Un rapport publié par 404 Media révèle que le FBI a pu récupérer des messages Signal supprimés d’un iPhone en extrayant des données stockées dans la base de données des notifications du dispositif. Voici les détails.
Historique des notifications récupéré malgré la suppression de Signal
Selon 404 Media, des témoignages lors d’un procès récent impliquant un groupe de personnes ayant tiré des feux d’artifice et vandalisé des biens au centre de détention ICE Prairieland à Alvarado, Texas, ont montré que le FBI était en mesure de récupérer le contenu de messages Signal entrants à partir de l’iPhone d’un accusé, malgré la suppression de l’application :
Une des accusées, Lynette Sharp, qui a précédemment plaidé coupable d’avoir fourni un soutien matériel à des terroristes, a été au centre des déclarations de l’agent spécial du FBI, Clark Wiethorn, concernant les éléments de preuve collectés. Un résumé de l’exposition 158 publié sur le site des partisans indique que « des messages ont été récupérés depuis le téléphone de Sharp grâce au stockage interne de notifications d’Apple — Signal avait été supprimé, mais les notifications entrantes étaient préservées dans la mémoire interne. Seuls les messages entrants ont été capturés (aucun sortant). »
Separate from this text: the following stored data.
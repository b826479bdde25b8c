//! Default index projector: one klapper row per appearer name.

use crate::domain::entities::{IndexEntry, RegisterEntry};
use crate::domain::errors::ProjectionError;
use crate::domain::projector::project_entry;
use crate::ports::outbound::IndexProjector;

/// Projects register entries into name-index rows.
#[derive(Default)]
pub struct NameIndexProjector;

impl IndexProjector for NameIndexProjector {
    fn project(&self, entry: &RegisterEntry) -> Result<Vec<IndexEntry>, ProjectionError> {
        project_entry(entry)
    }
}
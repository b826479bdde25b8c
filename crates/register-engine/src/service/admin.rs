//! # Administrative Corrections
//!
//! The only mutation after creation. Touches `notes` and
//! `linked_document_id` of the stored entry; numbers, execution date,
//! counters and index rows stay as they were.

use super::*;
use crate::domain::entities::{AdministrativePatch, RegisterEntry};
use crate::domain::errors::StorageError;
use crate::domain::validation::validate_patch;
use crate::domain::value_objects::{ActorId, EntryId, KeyPrefix};
use crate::ports::outbound::StoreTransaction;
use register_telemetry::record_validation_rejection;

impl<ST, TS, IG, PJ, RS> RegisterService<ST, TS, IG, PJ, RS>
where
    ST: TransactionalStore,
    TS: TimeSource,
    IG: IdGenerator,
    PJ: IndexProjector,
    RS: RecordSerializer,
{
    pub(crate) fn amend(
        &self,
        id: EntryId,
        patch: AdministrativePatch,
        actor: ActorId,
    ) -> Result<RegisterEntry, RegisterError> {
        let patch = validate_patch(&patch, self.config.max_text_len).map_err(|e| {
            record_validation_rejection();
            RegisterError::from(e)
        })?;

        let entry = self.with_retry(|| format!("entry/{id}"), |_| {
            self.try_amend(id, &patch, &actor)
        })?;

        tracing::info!(
            office = %self.config.office_id,
            id = %entry.id,
            yearly_seq = entry.yearly_seq,
            actor = %actor,
            "[register] administrative fields amended"
        );
        Ok(entry)
    }

    fn try_amend(
        &self,
        id: EntryId,
        patch: &AdministrativePatch,
        actor: &ActorId,
    ) -> Result<RegisterEntry, RegisterError> {
        let office = self.config.office_id.as_str();
        let mut tx = self.store.begin()?;

        let entry_key = tx
            .get(&KeyPrefix::id_key(office, &id))?
            .ok_or_else(|| RegisterError::not_found(id))?;
        let data = tx
            .get_for_update(&entry_key)?
            .ok_or_else(|| StorageError::Corruption {
                message: format!("id pointer {id} refers to a missing entry"),
            })?;

        let mut entry = self.serializer.deserialize_entry(&data)?;
        patch.apply(&mut entry, actor.clone(), self.time_source.now());

        tx.put(&entry_key, &self.serializer.serialize_entry(&entry)?)?;
        tx.commit()?;
        Ok(entry)
    }
}
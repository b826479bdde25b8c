use crate::domain::errors::KVStoreError;
use crate::ports::outbound::{ScanResult, StoreTransaction, TransactionalStore};
use parking_lot::{Condvar, Mutex, RwLock};
use std::collections::{BTreeMap, HashSet};
use std::sync::atomic::{AtomicBool, AtomicU32, Ordering};
use std::time::{Duration, Instant};

/// Configuration for [`InMemoryStore`].
#[derive(Debug, Clone)]
pub struct InMemoryStoreConfig {
    /// How long `get_for_update` waits for a row lock before reporting a conflict.
    pub lock_timeout: Duration,
}

impl Default for InMemoryStoreConfig {
    fn default() -> Self {
        Self {
            lock_timeout: Duration::from_millis(1_000),
        }
    }
}

/// In-memory transactional store for tests and embedded use.
///
/// Row locks are exclusive and held until commit or rollback. Committed
/// data lives in an ordered map so prefix scans return keys in order.
pub struct InMemoryStore {
    config: InMemoryStoreConfig,
    data: RwLock<BTreeMap<Vec<u8>, Vec<u8>>>,
    row_locks: Mutex<HashSet<Vec<u8>>>,
    released: Condvar,
    unavailable: AtomicBool,
    injected_conflicts: AtomicU32,
}

impl Default for InMemoryStore {
    fn default() -> Self {
        Self::with_config(InMemoryStoreConfig::default())
    }
}

impl InMemoryStore {
    /// Empty store with default lock timeout.
    pub fn new() -> Self {
        Self::default()
    }

    /// Empty store with the given configuration.
    pub fn with_config(config: InMemoryStoreConfig) -> Self {
        Self {
            config,
            data: RwLock::new(BTreeMap::new()),
            row_locks: Mutex::new(HashSet::new()),
            released: Condvar::new(),
            unavailable: AtomicBool::new(false),
            injected_conflicts: AtomicU32::new(0),
        }
    }

    /// Simulate a database outage: every operation fails with an I/O error.
    pub fn set_unavailable(&self, unavailable: bool) {
        self.unavailable.store(unavailable, Ordering::SeqCst);
    }

    /// Make the next `count` commits fail with a transient conflict.
    pub fn inject_commit_conflicts(&self, count: u32) {
        self.injected_conflicts.store(count, Ordering::SeqCst);
    }

    /// Number of committed keys.
    pub fn len(&self) -> usize {
        self.data.read().len()
    }

    /// Whether nothing was ever committed.
    pub fn is_empty(&self) -> bool {
        self.data.read().is_empty()
    }

    fn check_available(&self) -> Result<(), KVStoreError> {
        if self.unavailable.load(Ordering::SeqCst) {
            return Err(KVStoreError::IOError {
                message: "store unavailable".to_string(),
            });
        }
        Ok(())
    }

    fn take_injected_conflict(&self) -> bool {
        self.injected_conflicts
            .fetch_update(Ordering::SeqCst, Ordering::SeqCst, |n| n.checked_sub(1))
            .is_ok()
    }

    fn lock_row(&self, key: &[u8]) -> Result<(), KVStoreError> {
        let deadline = Instant::now() + self.config.lock_timeout;
        let mut held = self.row_locks.lock();
        while held.contains(key) {
            if self.released.wait_until(&mut held, deadline).timed_out() && held.contains(key) {
                return Err(KVStoreError::Conflict {
                    message: format!(
                        "lock wait timeout after {:?} on {}",
                        self.config.lock_timeout,
                        String::from_utf8_lossy(key)
                    ),
                });
            }
        }
        held.insert(key.to_vec());
        Ok(())
    }

    fn unlock_rows(&self, keys: &[Vec<u8>]) {
        if keys.is_empty() {
            return;
        }
        let mut held = self.row_locks.lock();
        for key in keys {
            held.remove(key);
        }
        self.released.notify_all();
    }
}

impl TransactionalStore for InMemoryStore {
    type Transaction<'a> = InMemoryTransaction<'a>;

    fn begin(&self) -> Result<Self::Transaction<'_>, KVStoreError> {
        self.check_available()?;
        Ok(InMemoryTransaction {
            store: self,
            writes: BTreeMap::new(),
            locked: Vec::new(),
        })
    }

    fn get(&self, key: &[u8]) -> Result<Option<Vec<u8>>, KVStoreError> {
        self.check_available()?;
        Ok(self.data.read().get(key).cloned())
    }

    fn prefix_scan(&self, prefix: &[u8]) -> Result<ScanResult, KVStoreError> {
        self.check_available()?;
        let data = self.data.read();
        Ok(data
            .range(prefix.to_vec()..)
            .take_while(|(k, _)| k.starts_with(prefix))
            .map(|(k, v)| (k.clone(), v.clone()))
            .collect())
    }
}

/// Transaction over an [`InMemoryStore`]; writes are buffered until commit.
pub struct InMemoryTransaction<'a> {
    store: &'a InMemoryStore,
    writes: BTreeMap<Vec<u8>, Vec<u8>>,
    locked: Vec<Vec<u8>>,
}

impl StoreTransaction for InMemoryTransaction<'_> {
    fn get(&self, key: &[u8]) -> Result<Option<Vec<u8>>, KVStoreError> {
        if let Some(value) = self.writes.get(key) {
            return Ok(Some(value.clone()));
        }
        self.store.get(key)
    }

    fn get_for_update(&mut self, key: &[u8]) -> Result<Option<Vec<u8>>, KVStoreError> {
        self.store.check_available()?;
        if !self.locked.iter().any(|k| k.as_slice() == key) {
            self.store.lock_row(key)?;
            self.locked.push(key.to_vec());
        }
        self.get(key)
    }

    fn put(&mut self, key: &[u8], value: &[u8]) -> Result<(), KVStoreError> {
        self.writes.insert(key.to_vec(), value.to_vec());
        Ok(())
    }

    fn commit(mut self) -> Result<(), KVStoreError> {
        self.store.check_available()?;
        if self.store.take_injected_conflict() {
            return Err(KVStoreError::Conflict {
                message: "injected commit conflict".to_string(),
            });
        }
        let writes = std::mem::take(&mut self.writes);
        self.store.data.write().extend(writes);
        Ok(())
    }
}

impl Drop for InMemoryTransaction<'_> {
    fn drop(&mut self) {
        self.store.unlock_rows(&self.locked);
    }
}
Comment fonctionne ce stockage interne ?
Avec peu ou pas de détails techniques concernant l’état exact de l’iPhone de l’accusé, il est impossible de préciser la méthode exacte utilisée par le FBI pour récupérer les informations.
Par exemple, un iPhone peut se trouver dans divers états système, chacun ayant ses propres contraintes de sécurité et d’accès aux données, comme BFU (Before First Unlock) ou AFU (After First Unlock). De plus, la sécurité et l’accès aux données changent encore plus radicalement lorsque l’appareil est déverrouillé, car le système suppose que l’utilisateur est présent et permet d’accéder à une gamme plus large de données protégées.
Il est également important de noter que le jeton utilisé pour envoyer des notifications push n’est pas immédiatement invalidé lors de la suppression d’une application. Étant donné que le serveur n’a pas de moyen de savoir si l’application est toujours installée après la dernière notification envoyée, il peut continuer à pousser des notifications, laissant à l’iPhone le soin de décider s’il faut les afficher.
Il est intéressant de noter qu’Apple a récemment modifié la manière dont iOS valide les jetons de notifications push dans iOS 26.4. Bien qu’il soit impossible de dire si cela est lié à ce cas précis, le timing reste remarquablement significatif.
En revenant au cas, étant donné la description de l’exposition 158 selon laquelle les messages ont été récupérés depuis le téléphone de Sharp par le biais du stockage interne des notifications d’Apple, il est possible que le FBI ait extrait les informations à partir d’une sauvegarde de l’appareil. Dans ce cas, il existe de nombreux outils commercialement disponibles pour les forces de l’ordre qui exploitent des vulnérabilités d’iOS pour extraire des données.